# Protecting the water heaters?



## Plumber (Jan 18, 2009)

Got a 75g nat Bradford White change out this week. The units (2 in parallel) are in a short hallway that has a janitor's sink at the end. The first unit gets nailed by buckets and janitor carts.

My staring-at-the-ceiling problem is how to protect the units without taking away too much space in the hallway or with things that can get tripped over. I got about 2" to work with before OSHA gets upset.

My first thought was a pit bull--it's a pet store after all--but the manager nixed that.

Anyone ever build/buy anything like I need?


----------



## Hoosier Plumber (Nov 28, 2013)

A tankless or tankless series mounted on the wall would allow for more space and room to build protection.


----------



## plumbdrum (Nov 30, 2013)

Pipe flanges and crosses put together with maybe 1" pipe lagged to the floor for removal when the heater needs replacement may work?

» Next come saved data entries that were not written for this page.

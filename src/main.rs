use actix_cors::Cors;
use actix_web::{middleware, web, App, HttpServer};
use dotenv::dotenv;
use escrow_engine::{
    config::Config,
    crypto::{PiiCipher, PlainTextCipher},
    database::Database,
    funding::FundingService,
    handlers::{self, AppState},
    ledger::LedgerEngine,
    metrics,
    payments::PaymentService,
    rails,
    webhooks::{RedisDedupStore, WebhookProcessor},
    workers::{
        escrow_activation::EscrowActivationWorker,
        expiry::ExpirySweeper,
        payment_confirmation::PaymentConfirmationWorker,
        refund::RefundWorker,
        retry::{RetryConfig, RetryStrategy},
        JobQueues,
    },
};
use redis::aio::ConnectionManager;
use std::sync::Arc;
use std::time::Duration;
use tracing::{info, Level};
use tracing_subscriber::FmtSubscriber;

#[actix_web::main]
async fn main() -> std::io::Result<()> {
    dotenv().ok();

    let _subscriber = FmtSubscriber::builder()
        .with_max_level(Level::INFO)
        .with_file(true)
        .with_line_number(true)
        .with_thread_ids(true)
        .with_target(false)
        .init();

    let config = Config::from_env().expect("Failed to load configuration");
    config.validate().expect("Invalid configuration");

    if let Err(e) = metrics::register_metrics(prometheus::default_registry()) {
        tracing::warn!("Failed to register metrics: {}", e);
    }

    info!("Starting Escrow Engine on port {}", config.server.port);

    let db = Arc::new(
        Database::new(&config.database.url, config.database.max_connections)
            .await
            .expect("Failed to connect to database"),
    );
    db.migrate().await.expect("Failed to run migrations");

    let redis_client =
        redis::Client::open(config.redis.url.clone()).expect("Failed to create Redis client");
    let redis_conn = ConnectionManager::new(redis_client)
        .await
        .expect("Failed to connect to Redis");

    let (mobile_money, chain) = rails::build_rails(&config.rails);
    let cipher: Arc<dyn PiiCipher> = Arc::new(PlainTextCipher);

    let queues = Arc::new(JobQueues::new(redis_conn.clone()));
    let ledger = Arc::new(LedgerEngine::new(db.clone(), config.ledger.clone()));
    let funding = Arc::new(FundingService::new(
        db.clone(),
        mobile_money.clone(),
        chain.clone(),
        cipher.clone(),
        config.funding.clone(),
        config.ledger.clone(),
    ));
    let payments = Arc::new(PaymentService::new(
        db.clone(),
        ledger.clone(),
        cipher.clone(),
        queues.clone(),
    ));
    let webhooks = Arc::new(WebhookProcessor::new(
        Arc::new(RedisDedupStore::new(redis_conn.clone())),
        db.clone(),
        funding.clone(),
        payments.clone(),
        queues.clone(),
        config.webhook.dedup_ttl_secs,
    ));

    let retry_config = RetryConfig {
        max_retries: 3,
        initial_delay_ms: config.workers.initial_backoff_ms,
        max_delay_ms: config.workers.max_backoff_ms,
        ..RetryConfig::default()
    };
    let poll_interval = Duration::from_millis(config.workers.poll_interval_ms);

    let activation_worker = Arc::new(EscrowActivationWorker::new(
        db.clone(),
        chain.clone(),
        queues.clone(),
        RetryStrategy::new(retry_config.clone()),
        config.workers.max_attempts,
    ));
    tokio::spawn(activation_worker.run_forever(
        config.workers.activation_concurrency,
        poll_interval,
    ));

    let confirmation_worker = Arc::new(PaymentConfirmationWorker::new(
        db.clone(),
        chain.clone(),
        mobile_money.clone(),
        cipher.clone(),
        queues.clone(),
        RetryStrategy::new(retry_config.clone()),
        config.workers.max_attempts,
        config.rails.treasury_address.clone(),
    ));
    tokio::spawn(confirmation_worker.run_forever(
        config.workers.confirmation_concurrency,
        poll_interval,
    ));

    let refund_worker = Arc::new(RefundWorker::new(
        db.clone(),
        chain.clone(),
        queues.clone(),
        RetryStrategy::new(retry_config),
        config.workers.max_attempts,
    ));
    tokio::spawn(refund_worker.run_forever(config.workers.refund_concurrency, poll_interval));

    let expiry_sweeper = Arc::new(ExpirySweeper::new(
        db.clone(),
        ledger.clone(),
        queues.clone(),
        Duration::from_secs(config.workers.expiry_sweep_interval_secs),
    ));
    tokio::spawn(expiry_sweeper.run_forever());

    let state = web::Data::new(AppState {
        funding,
        payments,
        ledger,
        webhooks,
        queues,
        db,
        config: config.clone(),
    });

    HttpServer::new(move || {
        let cors = Cors::permissive();

        App::new()
            .wrap(cors)
            .wrap(middleware::Logger::default())
            .wrap(middleware::NormalizePath::trim())
            .app_data(state.clone())
            .configure(handlers::configure_routes)
    })
    .bind((config.server.host.as_str(), config.server.port))?
    .workers(config.server.workers)
    .run()
    .await
}
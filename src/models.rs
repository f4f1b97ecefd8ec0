use chrono::{DateTime, NaiveDate, Utc};
use rust_decimal::Decimal;
use serde::{Deserialize, Serialize};
use sqlx::FromRow;
use uuid::Uuid;

use crate::errors::EscrowEngineError;

/// Escrow lifecycle. Transitions are monotonic: nothing leaves a terminal
/// state.
#[derive(Debug, Clone, Copy, PartialEq, Eq, Serialize, Deserialize)]
#[serde(rename_all = "snake_case")]
pub enum EscrowStatus {
    PendingDeposit,
    Active,
    Completed,
    Cancelled,
    Expired,
}

impl EscrowStatus {
    pub fn as_str(&self) -> &'static str {
        match self {
            EscrowStatus::PendingDeposit => "pending_deposit",
            EscrowStatus::Active => "active",
            EscrowStatus::Completed => "completed",
            EscrowStatus::Cancelled => "cancelled",
            EscrowStatus::Expired => "expired",
        }
    }

    pub fn parse(s: &str) -> Result<Self, EscrowEngineError> {
        match s {
            "pending_deposit" => Ok(EscrowStatus::PendingDeposit),
            "active" => Ok(EscrowStatus::Active),
            "completed" => Ok(EscrowStatus::Completed),
            "cancelled" => Ok(EscrowStatus::Cancelled),
            "expired" => Ok(EscrowStatus::Expired),
            other => Err(EscrowEngineError::Internal(format!(
                "unknown escrow status in store: {}",
                other
            ))),
        }
    }

    pub fn is_terminal(&self) -> bool {
        matches!(
            self,
            EscrowStatus::Completed | EscrowStatus::Cancelled | EscrowStatus::Expired
        )
    }

    pub fn can_transition_to(&self, next: EscrowStatus) -> bool {
        matches!(
            (self, next),
            (EscrowStatus::PendingDeposit, EscrowStatus::Active)
                | (EscrowStatus::PendingDeposit, EscrowStatus::Cancelled)
                | (EscrowStatus::Active, EscrowStatus::Completed)
                | (EscrowStatus::Active, EscrowStatus::Cancelled)
                | (EscrowStatus::Active, EscrowStatus::Expired)
        )
    }
}

/// On-chain materialization of an escrow, independent of the ledger-side
/// lifecycle: the relational row can be `active` before the chain escrow
/// exists, and the activation worker advances this column separately.
#[derive(Debug, Clone, Copy, PartialEq, Eq, Serialize, Deserialize)]
#[serde(rename_all = "snake_case")]
pub enum OnchainStatus {
    None,
    Submitted,
    Created,
    Released,
    Refunded,
    Failed,
}

impl OnchainStatus {
    pub fn as_str(&self) -> &'static str {
        match self {
            OnchainStatus::None => "none",
            OnchainStatus::Submitted => "submitted",
            OnchainStatus::Created => "created",
            OnchainStatus::Released => "released",
            OnchainStatus::Refunded => "refunded",
            OnchainStatus::Failed => "failed",
        }
    }
}

#[derive(Debug, Clone, Copy, PartialEq, Eq, Serialize, Deserialize)]
#[serde(rename_all = "snake_case")]
pub enum PaymentRequestStatus {
    PendingApproval,
    Approved,
    Completed,
    Rejected,
}

impl PaymentRequestStatus {
    pub fn as_str(&self) -> &'static str {
        match self {
            PaymentRequestStatus::PendingApproval => "pending_approval",
            PaymentRequestStatus::Approved => "approved",
            PaymentRequestStatus::Completed => "completed",
            PaymentRequestStatus::Rejected => "rejected",
        }
    }

    pub fn parse(s: &str) -> Result<Self, EscrowEngineError> {
        match s {
            "pending_approval" => Ok(PaymentRequestStatus::PendingApproval),
            "approved" => Ok(PaymentRequestStatus::Approved),
            "completed" => Ok(PaymentRequestStatus::Completed),
            "rejected" => Ok(PaymentRequestStatus::Rejected),
            other => Err(EscrowEngineError::Internal(format!(
                "unknown payment request status in store: {}",
                other
            ))),
        }
    }

    pub fn can_transition_to(&self, next: PaymentRequestStatus) -> bool {
        matches!(
            (self, next),
            (PaymentRequestStatus::PendingApproval, PaymentRequestStatus::Approved)
                | (PaymentRequestStatus::PendingApproval, PaymentRequestStatus::Rejected)
                | (PaymentRequestStatus::Approved, PaymentRequestStatus::Completed)
        )
    }
}

/// Funding intents and ramp transactions share one terminal vocabulary.
#[derive(Debug, Clone, Copy, PartialEq, Eq, Serialize, Deserialize)]
#[serde(rename_all = "snake_case")]
pub enum FundingStatus {
    Pending,
    Confirmed,
    Failed,
}

impl FundingStatus {
    pub fn as_str(&self) -> &'static str {
        match self {
            FundingStatus::Pending => "pending",
            FundingStatus::Confirmed => "confirmed",
            FundingStatus::Failed => "failed",
        }
    }

    pub fn parse(s: &str) -> Result<Self, EscrowEngineError> {
        match s {
            "pending" => Ok(FundingStatus::Pending),
            "confirmed" => Ok(FundingStatus::Confirmed),
            "failed" => Ok(FundingStatus::Failed),
            other => Err(EscrowEngineError::Internal(format!(
                "unknown funding status in store: {}",
                other
            ))),
        }
    }
}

Sent from my iPhone using PlumbingZone


----------



## Plumber (Jan 18, 2009)

plumbdrum said:


> Pipe flanges and crosses put together with maybe 1" pipe lagged to the floor for removal when the heater needs replacement may work?
> 
> Sent from my iPhone using PlumbingZone


Yeah. How about 3' sections of 1-1/2 pvc dwv strapped to it using eq straps. Only need maybe 5 sections to cover the worst of it.

And hard pipe the gas instead of the gas flex that got crushed last week.


----------



## Master Mark (Aug 14, 2009)

If you are looking to protect the ICON gas valve ...cut a section of pvc storm drain long ways

probably would need a scrap about 24 inches long in
16 inch or larger... place the half dome peice you cut 
up against the ICON valve and strap it to the walls of the heater.... 

of course you would have to notch out for the gas line inlet.... but they could bang against that all day long...

is that along the lines you are thinking???


----------



## Plumber (Jan 18, 2009)

Yeah, and I'll hard pipe the gas line and stick some pvc pipe between it and the unit. Paint everything orange and yellow and put DANGER signs all over should do the trick.


----------



## plumbdrum (Nov 30, 2013)

Plumber said:


> Yeah, and I'll hard pipe the gas line and stick some pvc pipe between it and the unit. Paint everything orange and yellow and put DANGER signs all over should do the trick.


When you paint everything make sure you do it with the gas HWH firing😈

Sent from my iPhone using PlumbingZone


----------



## Plumber (Jan 18, 2009)

plumbdrum said:


> When you paint everything make sure you do it with the gas HWH firing😈
> 
> Sent from my iPhone using PlumbingZone


Pretty sure the -H-WH burner is enclosed. :laughing:


----------



## Plumbworker (Oct 23, 2008)

use some type of bollard..

http://www.globalindustrial.com/c/outdoor-grounds-maintenance/parking-lot/protectors-bollards


----------